WORK TO BE COMPLETED
Below are some records. How many of their lines contain the string "when"? Give the number only.

Stored data
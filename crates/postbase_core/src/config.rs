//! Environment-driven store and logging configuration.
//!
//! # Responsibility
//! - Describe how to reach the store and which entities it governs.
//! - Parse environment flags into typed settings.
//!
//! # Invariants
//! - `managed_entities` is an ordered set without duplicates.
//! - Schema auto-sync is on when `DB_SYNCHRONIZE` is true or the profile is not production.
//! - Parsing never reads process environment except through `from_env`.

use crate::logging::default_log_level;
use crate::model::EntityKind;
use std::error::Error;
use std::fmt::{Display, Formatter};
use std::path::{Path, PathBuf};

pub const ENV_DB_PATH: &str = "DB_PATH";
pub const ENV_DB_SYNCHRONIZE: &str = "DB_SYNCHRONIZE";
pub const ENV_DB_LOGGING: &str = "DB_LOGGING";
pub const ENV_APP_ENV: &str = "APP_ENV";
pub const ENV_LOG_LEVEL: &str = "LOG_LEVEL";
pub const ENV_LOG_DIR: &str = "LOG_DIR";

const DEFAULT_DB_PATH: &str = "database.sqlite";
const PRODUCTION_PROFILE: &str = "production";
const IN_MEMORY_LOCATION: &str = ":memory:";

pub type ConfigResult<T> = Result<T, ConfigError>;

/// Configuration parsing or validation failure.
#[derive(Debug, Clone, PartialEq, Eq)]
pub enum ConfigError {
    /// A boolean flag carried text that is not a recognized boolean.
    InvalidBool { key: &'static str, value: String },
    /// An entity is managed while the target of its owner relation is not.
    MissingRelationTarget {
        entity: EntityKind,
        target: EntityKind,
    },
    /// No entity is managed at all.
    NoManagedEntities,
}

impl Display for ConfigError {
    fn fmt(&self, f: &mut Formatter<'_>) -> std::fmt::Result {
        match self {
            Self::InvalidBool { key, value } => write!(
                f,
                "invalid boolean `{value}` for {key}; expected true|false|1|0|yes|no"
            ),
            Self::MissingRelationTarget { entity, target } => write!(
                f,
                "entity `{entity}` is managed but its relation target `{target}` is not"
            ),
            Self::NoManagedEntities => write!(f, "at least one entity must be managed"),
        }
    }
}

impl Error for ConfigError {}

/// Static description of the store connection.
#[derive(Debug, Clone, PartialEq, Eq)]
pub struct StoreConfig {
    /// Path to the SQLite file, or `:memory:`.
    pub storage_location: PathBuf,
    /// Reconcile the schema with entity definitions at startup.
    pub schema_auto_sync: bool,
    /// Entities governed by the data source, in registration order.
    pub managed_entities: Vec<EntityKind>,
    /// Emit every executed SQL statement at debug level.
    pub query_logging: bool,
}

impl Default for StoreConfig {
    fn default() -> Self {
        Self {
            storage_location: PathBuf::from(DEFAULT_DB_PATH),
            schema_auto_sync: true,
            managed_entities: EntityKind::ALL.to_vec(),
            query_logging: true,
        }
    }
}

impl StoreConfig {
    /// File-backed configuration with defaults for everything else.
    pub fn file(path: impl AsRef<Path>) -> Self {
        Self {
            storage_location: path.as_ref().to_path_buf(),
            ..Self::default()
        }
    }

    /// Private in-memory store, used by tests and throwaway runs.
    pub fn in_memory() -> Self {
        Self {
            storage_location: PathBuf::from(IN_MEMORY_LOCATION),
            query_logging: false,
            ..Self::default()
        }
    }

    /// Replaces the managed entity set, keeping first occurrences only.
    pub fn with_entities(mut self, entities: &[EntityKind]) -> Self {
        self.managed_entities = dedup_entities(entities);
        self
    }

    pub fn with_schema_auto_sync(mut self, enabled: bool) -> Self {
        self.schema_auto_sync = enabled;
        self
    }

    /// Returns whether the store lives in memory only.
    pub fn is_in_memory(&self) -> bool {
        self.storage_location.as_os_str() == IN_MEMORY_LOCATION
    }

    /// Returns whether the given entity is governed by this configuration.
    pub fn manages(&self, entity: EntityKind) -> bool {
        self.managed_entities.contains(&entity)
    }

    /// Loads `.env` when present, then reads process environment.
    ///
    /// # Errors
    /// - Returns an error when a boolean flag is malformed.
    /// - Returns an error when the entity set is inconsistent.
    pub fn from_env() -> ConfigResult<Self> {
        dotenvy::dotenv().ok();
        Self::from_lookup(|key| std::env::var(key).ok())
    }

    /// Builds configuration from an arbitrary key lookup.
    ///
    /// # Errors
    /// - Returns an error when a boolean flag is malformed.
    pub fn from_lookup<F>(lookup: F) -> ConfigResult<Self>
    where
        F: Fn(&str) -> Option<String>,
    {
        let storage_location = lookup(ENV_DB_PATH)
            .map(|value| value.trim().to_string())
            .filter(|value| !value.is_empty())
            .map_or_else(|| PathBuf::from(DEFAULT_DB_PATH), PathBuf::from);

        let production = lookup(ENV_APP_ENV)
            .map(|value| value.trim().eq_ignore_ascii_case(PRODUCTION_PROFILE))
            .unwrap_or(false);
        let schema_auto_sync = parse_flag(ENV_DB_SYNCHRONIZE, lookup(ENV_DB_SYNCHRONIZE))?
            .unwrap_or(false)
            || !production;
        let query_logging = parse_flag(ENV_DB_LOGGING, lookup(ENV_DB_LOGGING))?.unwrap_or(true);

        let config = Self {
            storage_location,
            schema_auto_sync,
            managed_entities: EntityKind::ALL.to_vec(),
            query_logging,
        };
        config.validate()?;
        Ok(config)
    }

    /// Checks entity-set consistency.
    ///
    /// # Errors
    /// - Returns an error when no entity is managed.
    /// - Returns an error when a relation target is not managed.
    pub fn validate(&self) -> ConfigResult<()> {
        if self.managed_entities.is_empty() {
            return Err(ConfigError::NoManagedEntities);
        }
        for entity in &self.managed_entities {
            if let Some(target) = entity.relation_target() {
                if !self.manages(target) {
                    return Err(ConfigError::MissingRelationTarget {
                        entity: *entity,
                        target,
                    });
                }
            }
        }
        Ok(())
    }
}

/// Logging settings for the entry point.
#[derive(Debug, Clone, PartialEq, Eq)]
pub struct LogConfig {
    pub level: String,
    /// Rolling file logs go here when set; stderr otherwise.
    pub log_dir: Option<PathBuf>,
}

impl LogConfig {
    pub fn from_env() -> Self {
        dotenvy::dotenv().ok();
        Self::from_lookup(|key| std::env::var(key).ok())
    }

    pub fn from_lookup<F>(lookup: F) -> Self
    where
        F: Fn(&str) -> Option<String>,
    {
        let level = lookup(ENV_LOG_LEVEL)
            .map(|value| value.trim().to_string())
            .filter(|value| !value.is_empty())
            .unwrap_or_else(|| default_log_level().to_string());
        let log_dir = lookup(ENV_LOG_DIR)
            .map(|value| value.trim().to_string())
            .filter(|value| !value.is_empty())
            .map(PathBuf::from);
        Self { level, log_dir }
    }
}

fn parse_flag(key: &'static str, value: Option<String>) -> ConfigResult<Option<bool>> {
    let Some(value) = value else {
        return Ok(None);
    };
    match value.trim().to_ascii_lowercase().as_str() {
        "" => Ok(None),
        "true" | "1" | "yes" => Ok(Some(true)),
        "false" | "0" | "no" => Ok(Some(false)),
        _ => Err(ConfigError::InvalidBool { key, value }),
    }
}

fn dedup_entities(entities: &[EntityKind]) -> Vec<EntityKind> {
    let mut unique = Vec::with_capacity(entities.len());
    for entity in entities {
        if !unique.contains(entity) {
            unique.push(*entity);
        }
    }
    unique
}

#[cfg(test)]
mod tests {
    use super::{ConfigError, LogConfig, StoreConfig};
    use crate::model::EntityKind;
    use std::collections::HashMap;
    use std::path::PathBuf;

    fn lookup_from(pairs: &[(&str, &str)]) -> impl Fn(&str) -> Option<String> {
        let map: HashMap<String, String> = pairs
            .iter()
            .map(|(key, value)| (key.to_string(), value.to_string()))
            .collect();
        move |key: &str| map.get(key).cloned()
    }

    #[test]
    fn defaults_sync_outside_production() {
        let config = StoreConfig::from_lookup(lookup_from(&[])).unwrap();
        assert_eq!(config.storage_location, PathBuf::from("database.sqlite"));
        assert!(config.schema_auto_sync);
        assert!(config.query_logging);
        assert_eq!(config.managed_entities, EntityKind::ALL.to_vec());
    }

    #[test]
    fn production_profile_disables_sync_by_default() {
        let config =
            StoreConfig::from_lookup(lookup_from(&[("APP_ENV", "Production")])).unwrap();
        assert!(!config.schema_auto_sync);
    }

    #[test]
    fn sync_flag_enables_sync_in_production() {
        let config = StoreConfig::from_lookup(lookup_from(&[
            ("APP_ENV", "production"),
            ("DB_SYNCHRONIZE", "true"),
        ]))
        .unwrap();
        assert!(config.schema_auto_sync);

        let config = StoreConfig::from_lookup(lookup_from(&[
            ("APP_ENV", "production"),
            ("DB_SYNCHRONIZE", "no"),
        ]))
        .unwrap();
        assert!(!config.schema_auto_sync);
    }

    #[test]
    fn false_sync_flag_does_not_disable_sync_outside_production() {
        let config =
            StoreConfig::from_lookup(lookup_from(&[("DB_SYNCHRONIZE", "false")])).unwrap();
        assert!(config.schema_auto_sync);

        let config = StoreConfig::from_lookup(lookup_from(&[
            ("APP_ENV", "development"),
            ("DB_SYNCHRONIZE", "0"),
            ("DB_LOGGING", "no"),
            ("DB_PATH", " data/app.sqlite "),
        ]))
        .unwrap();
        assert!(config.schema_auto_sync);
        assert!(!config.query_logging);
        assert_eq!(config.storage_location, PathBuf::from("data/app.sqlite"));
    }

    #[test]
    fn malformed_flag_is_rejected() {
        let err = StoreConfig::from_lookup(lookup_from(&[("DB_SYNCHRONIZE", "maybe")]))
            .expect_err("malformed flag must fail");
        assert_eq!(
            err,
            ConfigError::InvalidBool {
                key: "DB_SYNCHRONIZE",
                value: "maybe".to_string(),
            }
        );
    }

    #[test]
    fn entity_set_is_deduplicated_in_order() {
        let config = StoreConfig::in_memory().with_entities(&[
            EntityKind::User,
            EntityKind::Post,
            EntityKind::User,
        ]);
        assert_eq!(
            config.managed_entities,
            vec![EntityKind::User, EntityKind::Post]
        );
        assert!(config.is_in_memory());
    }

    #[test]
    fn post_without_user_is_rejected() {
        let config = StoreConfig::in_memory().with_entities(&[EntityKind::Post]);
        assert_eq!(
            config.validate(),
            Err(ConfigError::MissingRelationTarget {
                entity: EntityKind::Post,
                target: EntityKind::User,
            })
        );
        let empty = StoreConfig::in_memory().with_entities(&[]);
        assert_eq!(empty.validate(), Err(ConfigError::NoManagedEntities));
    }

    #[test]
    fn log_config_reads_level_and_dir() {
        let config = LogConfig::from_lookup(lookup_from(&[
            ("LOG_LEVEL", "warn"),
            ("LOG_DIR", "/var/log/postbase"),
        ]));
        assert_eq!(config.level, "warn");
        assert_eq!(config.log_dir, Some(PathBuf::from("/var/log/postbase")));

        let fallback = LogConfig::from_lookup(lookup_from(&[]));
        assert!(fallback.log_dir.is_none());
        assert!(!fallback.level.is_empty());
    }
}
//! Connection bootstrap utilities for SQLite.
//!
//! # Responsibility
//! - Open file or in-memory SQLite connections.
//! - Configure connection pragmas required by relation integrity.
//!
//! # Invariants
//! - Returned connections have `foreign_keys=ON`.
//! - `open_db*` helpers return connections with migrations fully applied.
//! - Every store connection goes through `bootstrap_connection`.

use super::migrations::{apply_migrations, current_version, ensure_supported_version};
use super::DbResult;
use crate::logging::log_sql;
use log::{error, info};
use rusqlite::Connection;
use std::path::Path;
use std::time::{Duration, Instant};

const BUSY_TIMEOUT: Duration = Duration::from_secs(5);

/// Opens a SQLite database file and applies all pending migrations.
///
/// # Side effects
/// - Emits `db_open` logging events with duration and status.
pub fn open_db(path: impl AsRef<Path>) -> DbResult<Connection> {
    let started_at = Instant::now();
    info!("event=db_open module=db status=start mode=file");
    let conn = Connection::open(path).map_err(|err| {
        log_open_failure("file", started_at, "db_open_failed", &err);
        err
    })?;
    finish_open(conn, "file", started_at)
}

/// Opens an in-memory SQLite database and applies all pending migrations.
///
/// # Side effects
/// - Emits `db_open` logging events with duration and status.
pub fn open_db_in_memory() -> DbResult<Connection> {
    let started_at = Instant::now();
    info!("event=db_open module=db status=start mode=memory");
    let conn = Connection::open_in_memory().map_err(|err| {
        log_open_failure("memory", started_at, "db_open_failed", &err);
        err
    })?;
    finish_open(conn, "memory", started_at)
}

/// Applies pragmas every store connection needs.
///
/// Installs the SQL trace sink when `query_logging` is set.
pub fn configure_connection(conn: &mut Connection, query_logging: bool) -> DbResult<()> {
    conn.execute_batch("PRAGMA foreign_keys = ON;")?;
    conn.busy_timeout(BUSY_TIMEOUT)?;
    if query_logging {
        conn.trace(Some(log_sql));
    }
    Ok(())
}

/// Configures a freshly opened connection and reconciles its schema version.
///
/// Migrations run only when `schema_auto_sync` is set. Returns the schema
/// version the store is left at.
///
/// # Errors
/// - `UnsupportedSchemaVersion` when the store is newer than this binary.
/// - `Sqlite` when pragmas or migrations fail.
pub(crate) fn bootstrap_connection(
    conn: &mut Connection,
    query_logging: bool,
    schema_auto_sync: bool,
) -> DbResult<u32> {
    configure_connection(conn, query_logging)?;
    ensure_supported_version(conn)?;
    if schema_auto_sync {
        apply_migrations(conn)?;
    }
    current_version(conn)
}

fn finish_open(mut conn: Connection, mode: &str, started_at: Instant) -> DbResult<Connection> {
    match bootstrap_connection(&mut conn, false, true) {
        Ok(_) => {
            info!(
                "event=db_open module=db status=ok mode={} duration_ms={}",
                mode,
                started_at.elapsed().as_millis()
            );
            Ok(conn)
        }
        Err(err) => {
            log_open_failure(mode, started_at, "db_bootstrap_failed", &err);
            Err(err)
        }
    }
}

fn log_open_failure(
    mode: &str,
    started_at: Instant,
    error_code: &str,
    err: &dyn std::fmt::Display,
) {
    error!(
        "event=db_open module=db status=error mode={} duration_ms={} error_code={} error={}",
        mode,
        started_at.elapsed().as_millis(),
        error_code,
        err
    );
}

ANSWER BOX
12